• What is expected:
Scan the entries below for "seconds" and copy each line that holds it.

• Material shown:
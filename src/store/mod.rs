//! Persistence layer: repository trait plus libSQL and in-memory backends.

pub mod libsql_backend;
pub mod memory;
pub mod migrations;
pub mod traits;

pub use libsql_backend::LibSqlRepository;
pub use memory::InMemoryRepository;
pub use traits::Repository;
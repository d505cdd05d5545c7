//! Duplicate suppression and prohibited-content screening.

use std::collections::{HashMap, VecDeque};

use chrono::{DateTime, Duration, Utc};
use regex::{RegexSet, RegexSetBuilder};
use tokio::sync::Mutex;

use crate::error::ConfigError;

/// Upper bound of remembered bodies per contact.
const MAX_TRACKED_PER_CONTACT: usize = 32;

/// Remembers recent normalized bodies per contact.
///
/// Entries older than the window are evicted lazily on the next check for
/// the same contact, and `purge` drops contacts that went quiet.
pub struct DuplicateTracker {
    window: Duration,
    seen: Mutex<HashMap<String, VecDeque<(String, DateTime<Utc>)>>>,
}

impl DuplicateTracker {
    pub fn new(window: Duration) -> Self {
        Self {
            window,
            seen: Mutex::new(HashMap::new()),
        }
    }

    /// Returns `true` if `normalized` was seen from `contact_id` within the
    /// window. Otherwise records it and returns `false`.
    pub async fn check_and_record(&self, contact_id: &str, normalized: &str, now: DateTime<Utc>) -> bool {
        let mut seen = self.seen.lock().await;
        let history = seen.entry(contact_id.to_string()).or_default();

        while let Some((_, at)) = history.front() {
            if now - *at >= self.window {
                history.pop_front();
            } else {
                break;
            }
        }

        if history.iter().any(|(body, _)| body == normalized) {
            return true;
        }

        if history.len() >= MAX_TRACKED_PER_CONTACT {
            history.pop_front();
        }
        history.push_back((normalized.to_string(), now));
        false
    }

    /// Forget contacts whose newest entry is outside the window.
    pub async fn purge(&self, now: DateTime<Utc>) -> usize {
        let mut seen = self.seen.lock().await;
        let before = seen.len();
        seen.retain(|_, history| history.back().is_some_and(|(_, at)| now - *at < self.window));
        before - seen.len()
    }
}

/// Case-insensitive set of prohibited-content patterns.
#[derive(Debug, Clone)]
pub struct ProhibitedContent {
    set: RegexSet,
}

impl ProhibitedContent {
    pub fn new(patterns: &[String]) -> Result<Self, ConfigError> {
        let set = RegexSetBuilder::new(patterns).case_insensitive(true).build()?;
        Ok(Self { set })
    }

    /// The first matching pattern, if any.
    pub fn first_match(&self, body: &str) -> Option<&str> {
        self.set
            .matches(body)
            .iter()
            .next()
            .map(|idx| self.set.patterns()[idx].as_str())
    }
}
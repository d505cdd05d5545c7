//! In-process counter store. Scoped to the running instance.

use std::collections::HashMap;

use async_trait::async_trait;
use chrono::{DateTime, Utc};
use tokio::sync::Mutex;

use super::{CounterStore, CounterValue};
use crate::error::CounterError;

/// Counters held in a mutex-guarded map.
#[derive(Default)]
pub struct InProcessCounterStore {
    counters: Mutex<HashMap<String, CounterValue>>,
}

impl InProcessCounterStore {
    pub fn new() -> Self {
        Self::default()
    }

    /// Number of tracked keys, expired ones included.
    pub async fn len(&self) -> usize {
        self.counters.lock().await.len()
    }

    pub async fn is_empty(&self) -> bool {
        self.counters.lock().await.is_empty()
    }
}

#[async_trait]
impl CounterStore for InProcessCounterStore {
    fn name(&self) -> &str {
        "in_process"
    }

    async fn get(&self, key: &str, now: DateTime<Utc>) -> Result<Option<CounterValue>, CounterError> {
        let counters = self.counters.lock().await;
        Ok(counters.get(key).filter(|v| !v.is_expired(now)).copied())
    }

    async fn increment(
        &self,
        key: &str,
        expires_at: DateTime<Utc>,
        now: DateTime<Utc>,
    ) -> Result<CounterValue, CounterError> {
        let mut counters = self.counters.lock().await;
        let value = counters
            .entry(key.to_string())
            .and_modify(|v| {
                if v.is_expired(now) {
                    *v = CounterValue {
                        count: 1,
                        expires_at,
                    };
                } else {
                    v.count += 1;
                }
            })
            .or_insert(CounterValue {
                count: 1,
                expires_at,
            });
        Ok(*value)
    }

    async fn purge_expired(&self, now: DateTime<Utc>) -> Result<usize, CounterError> {
        let mut counters = self.counters.lock().await;
        let before = counters.len();
        counters.retain(|_, v| !v.is_expired(now));
        Ok(before - counters.len())
    }
}
//! Business-hours policy in a fixed local offset.

use chrono::{DateTime, Datelike, FixedOffset, NaiveDate, Offset, Timelike, Utc, Weekday};

use crate::config::BusinessHoursConfig;

/// Opening hours evaluated in one canonical timezone.
///
/// A fixed offset is enough for Jakarta (UTC+07:00 all year). Every check
/// converts the UTC instant to that offset first, so the host timezone
/// never leaks into the decision.
#[derive(Debug, Clone)]
pub struct BusinessHours {
    offset: FixedOffset,
    open_hour: u32,
    close_hour: u32,
    days: Vec<Weekday>,
}

impl BusinessHours {
    pub fn from_config(config: &BusinessHoursConfig) -> Self {
        let offset =
            FixedOffset::east_opt(config.utc_offset_minutes * 60).unwrap_or_else(|| Utc.fix());
        Self {
            offset,
            open_hour: config.open_hour,
            close_hour: config.close_hour,
            days: config.days.clone(),
        }
    }

    /// Whether `now` falls inside opening hours. Opening is inclusive,
    /// closing exclusive.
    pub fn is_open(&self, now: DateTime<Utc>) -> bool {
        let local = now.with_timezone(&self.offset);
        self.days.contains(&local.weekday())
            && local.hour() >= self.open_hour
            && local.hour() < self.close_hour
    }

    /// Calendar date in local time. Daily limits roll over at local midnight.
    pub fn local_date(&self, now: DateTime<Utc>) -> NaiveDate {
        now.with_timezone(&self.offset).date_naive()
    }

    /// Next local midnight, as a UTC instant.
    pub fn next_local_midnight(&self, now: DateTime<Utc>) -> DateTime<Utc> {
        let tomorrow = self.local_date(now).succ_opt().unwrap_or(NaiveDate::MAX);
        let midnight = tomorrow.and_hms_opt(0, 0, 0).unwrap_or_default();
        (midnight - self.offset).and_utc()
    }
}
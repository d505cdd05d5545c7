//! `Repository` trait: the engine's single async view of persisted state.
//!
//! Contacts, rules, templates, trigger logs and outbound queue items all
//! live behind this trait. Rules and templates are edited by operators
//! elsewhere; the engine only reads them. Reads are eventually consistent.

use async_trait::async_trait;
use chrono::{DateTime, Utc};

use crate::dispatch::model::OutboundQueueItem;
use crate::error::StoreError;
use crate::model::{AutomationRule, Contact, ContactPatch, RuleTriggerLog, Template};

#[async_trait]
pub trait Repository: Send + Sync {
    // ── Contacts ────────────────────────────────────────────────────

    /// Look up a contact by canonical id.
    async fn get_contact(&self, id: &str) -> Result<Option<Contact>, StoreError>;

    /// Insert a contact. Inserting an existing id keeps the stored row.
    async fn insert_contact(&self, contact: &Contact) -> Result<(), StoreError>;

    /// Apply a partial update and return the updated contact.
    async fn update_contact(&self, id: &str, patch: &ContactPatch) -> Result<Contact, StoreError>;

    // ── Rules & templates ───────────────────────────────────────────

    /// All rules with `is_active = true`, in creation order.
    async fn list_active_rules(&self) -> Result<Vec<AutomationRule>, StoreError>;

    async fn get_template(&self, id: i64) -> Result<Option<Template>, StoreError>;

    /// Active templates in a category.
    async fn list_templates_by_category(&self, category: &str) -> Result<Vec<Template>, StoreError>;

    // ── Trigger log ─────────────────────────────────────────────────

    /// Append one trigger log entry.
    async fn log_rule_trigger(&self, entry: &RuleTriggerLog) -> Result<(), StoreError>;

    /// Timestamp of the most recent `Matched` entry for (rule, contact).
    async fn last_trigger_at(
        &self,
        rule_id: i64,
        contact_id: &str,
    ) -> Result<Option<DateTime<Utc>>, StoreError>;

    /// Number of `Matched` entries for (rule, contact).
    async fn count_triggers(&self, rule_id: i64, contact_id: &str) -> Result<u32, StoreError>;

    /// Trigger log for a contact, oldest first.
    async fn list_trigger_logs(&self, contact_id: &str) -> Result<Vec<RuleTriggerLog>, StoreError>;

    // ── Outbound queue ──────────────────────────────────────────────

    /// Insert or replace a queue item.
    async fn save_queue_item(&self, item: &OutboundQueueItem) -> Result<(), StoreError>;

    /// Items not yet in a terminal state, oldest first.
    async fn list_unfinished_queue_items(&self) -> Result<Vec<OutboundQueueItem>, StoreError>;
}
//! Counter store with graceful degradation.
//!
//! Calls go to the primary store. When it errors, the call is served by an
//! in-process fallback instead and the store enters degraded mode. Degraded
//! counts are approximate and per-instance; the first successful primary
//! call leaves degraded mode again.

use std::sync::Arc;
use std::sync::atomic::{AtomicBool, AtomicU64, Ordering};

use async_trait::async_trait;
use chrono::{DateTime, Utc};
use tracing::{info, warn};

use super::{CounterStore, CounterValue, InProcessCounterStore};
use crate::error::CounterError;

pub struct ResilientCounterStore {
    primary: Arc<dyn CounterStore>,
    fallback: InProcessCounterStore,
    degraded: AtomicBool,
    /// Number of primary failures since startup.
    failures: AtomicU64,
}

impl ResilientCounterStore {
    pub fn new(primary: Arc<dyn CounterStore>) -> Self {
        Self {
            primary,
            fallback: InProcessCounterStore::new(),
            degraded: AtomicBool::new(false),
            failures: AtomicU64::new(0),
        }
    }

    /// Purely local counting. Never degrades.
    pub fn local() -> Self {
        Self::new(Arc::new(InProcessCounterStore::new()))
    }

    /// True while calls are being served by the in-process fallback.
    pub fn is_degraded(&self) -> bool {
        self.degraded.load(Ordering::SeqCst)
    }

    pub fn failure_count(&self) -> u64 {
        self.failures.load(Ordering::Relaxed)
    }

    pub fn primary_name(&self) -> &str {
        self.primary.name()
    }

    fn on_primary_error(&self, op: &str, error: &CounterError) {
        self.failures.fetch_add(1, Ordering::Relaxed);
        if !self.degraded.swap(true, Ordering::SeqCst) {
            warn!(
                store = self.primary.name(),
                op,
                error = %error,
                "Counter store unavailable, entering degraded mode (in-process counting)"
            );
        }
    }

    fn on_primary_ok(&self) {
        if self.degraded.swap(false, Ordering::SeqCst) {
            info!(
                store = self.primary.name(),
                "Counter store reachable again, leaving degraded mode"
            );
        }
    }
}

#[async_trait]
impl CounterStore for ResilientCounterStore {
    fn name(&self) -> &str {
        "resilient"
    }

    async fn get(&self, key: &str, now: DateTime<Utc>) -> Result<Option<CounterValue>, CounterError> {
        match self.primary.get(key, now).await {
            Ok(value) => {
                self.on_primary_ok();
                Ok(value)
            }
            Err(e) => {
                self.on_primary_error("get", &e);
                self.fallback.get(key, now).await
            }
        }
    }

    async fn increment(
        &self,
        key: &str,
        expires_at: DateTime<Utc>,
        now: DateTime<Utc>,
    ) -> Result<CounterValue, CounterError> {
        match self.primary.increment(key, expires_at, now).await {
            Ok(value) => {
                self.on_primary_ok();
                Ok(value)
            }
            Err(e) => {
                self.on_primary_error("increment", &e);
                self.fallback.increment(key, expires_at, now).await
            }
        }
    }

    async fn purge_expired(&self, now: DateTime<Utc>) -> Result<usize, CounterError> {
        let local = self.fallback.purge_expired(now).await?;
        match self.primary.purge_expired(now).await {
            Ok(removed) => Ok(removed + local),
            Err(e) => {
                self.on_primary_error("purge_expired", &e);
                Ok(local)
            }
        }
    }
}

#[cfg(test)]
mod tests {
    use super::*;
    use chrono::Duration;

    /// Primary that can be switched off.
    struct FlakyStore {
        inner: InProcessCounterStore,
        down: AtomicBool,
    }

    impl FlakyStore {
        fn new() -> Self {
            Self {
                inner: InProcessCounterStore::new(),
                down: AtomicBool::new(false),
            }
        }

        fn check(&self) -> Result<(), CounterError> {
            if self.down.load(Ordering::SeqCst) {
                return Err(CounterError::Unavailable {
                    store: "flaky".into(),
                    reason: "connection refused".into(),
                });
            }
            Ok(())
        }
    }

    #[async_trait]
    impl CounterStore for FlakyStore {
        fn name(&self) -> &str {
            "flaky"
        }

        async fn get(&self, key: &str, now: DateTime<Utc>) -> Result<Option<CounterValue>, CounterError> {
            self.check()?;
            self.inner.get(key, now).await
        }

        async fn increment(
            &self,
            key: &str,
            expires_at: DateTime<Utc>,
            now: DateTime<Utc>,
        ) -> Result<CounterValue, CounterError> {
            self.check()?;
            self.inner.increment(key, expires_at, now).await
        }

        async fn purge_expired(&self, now: DateTime<Utc>) -> Result<usize, CounterError> {
            self.check()?;
            self.inner.purge_expired(now).await
        }
    }

    #[tokio::test]
    async fn degrades_and_recovers() {
        let primary = Arc::new(FlakyStore::new());
        let store = ResilientCounterStore::new(primary.clone());
        let now = Utc::now();
        let expires = now + Duration::seconds(60);

        store.increment("k", expires, now).await.unwrap();
        assert!(!store.is_degraded());

        primary.down.store(true, Ordering::SeqCst);
        let value = store.increment("k", expires, now).await.unwrap();
        assert!(store.is_degraded());
        // Fallback counts from scratch.
        assert_eq!(value.count, 1);
        assert_eq!(store.get("k", now).await.unwrap().unwrap().count, 1);
        assert_eq!(store.failure_count(), 2);

        primary.down.store(false, Ordering::SeqCst);
        let value = store.get("k", now).await.unwrap().unwrap();
        assert!(!store.is_degraded());
        assert_eq!(value.count, 1);
    }

    #[tokio::test]
    async fn local_store_never_degrades() {
        let store = ResilientCounterStore::local();
        let now = Utc::now();
        for _ in 0..3 {
            store.increment("k", now + Duration::seconds(1), now).await.unwrap();
        }
        assert!(!store.is_degraded());
        assert_eq!(store.primary_name(), "in_process");
    }
}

• Written response:
        let expires = now + Duration::seconds(60);
            store.increment("k", now + Duration::seconds(1), now).await.unwrap();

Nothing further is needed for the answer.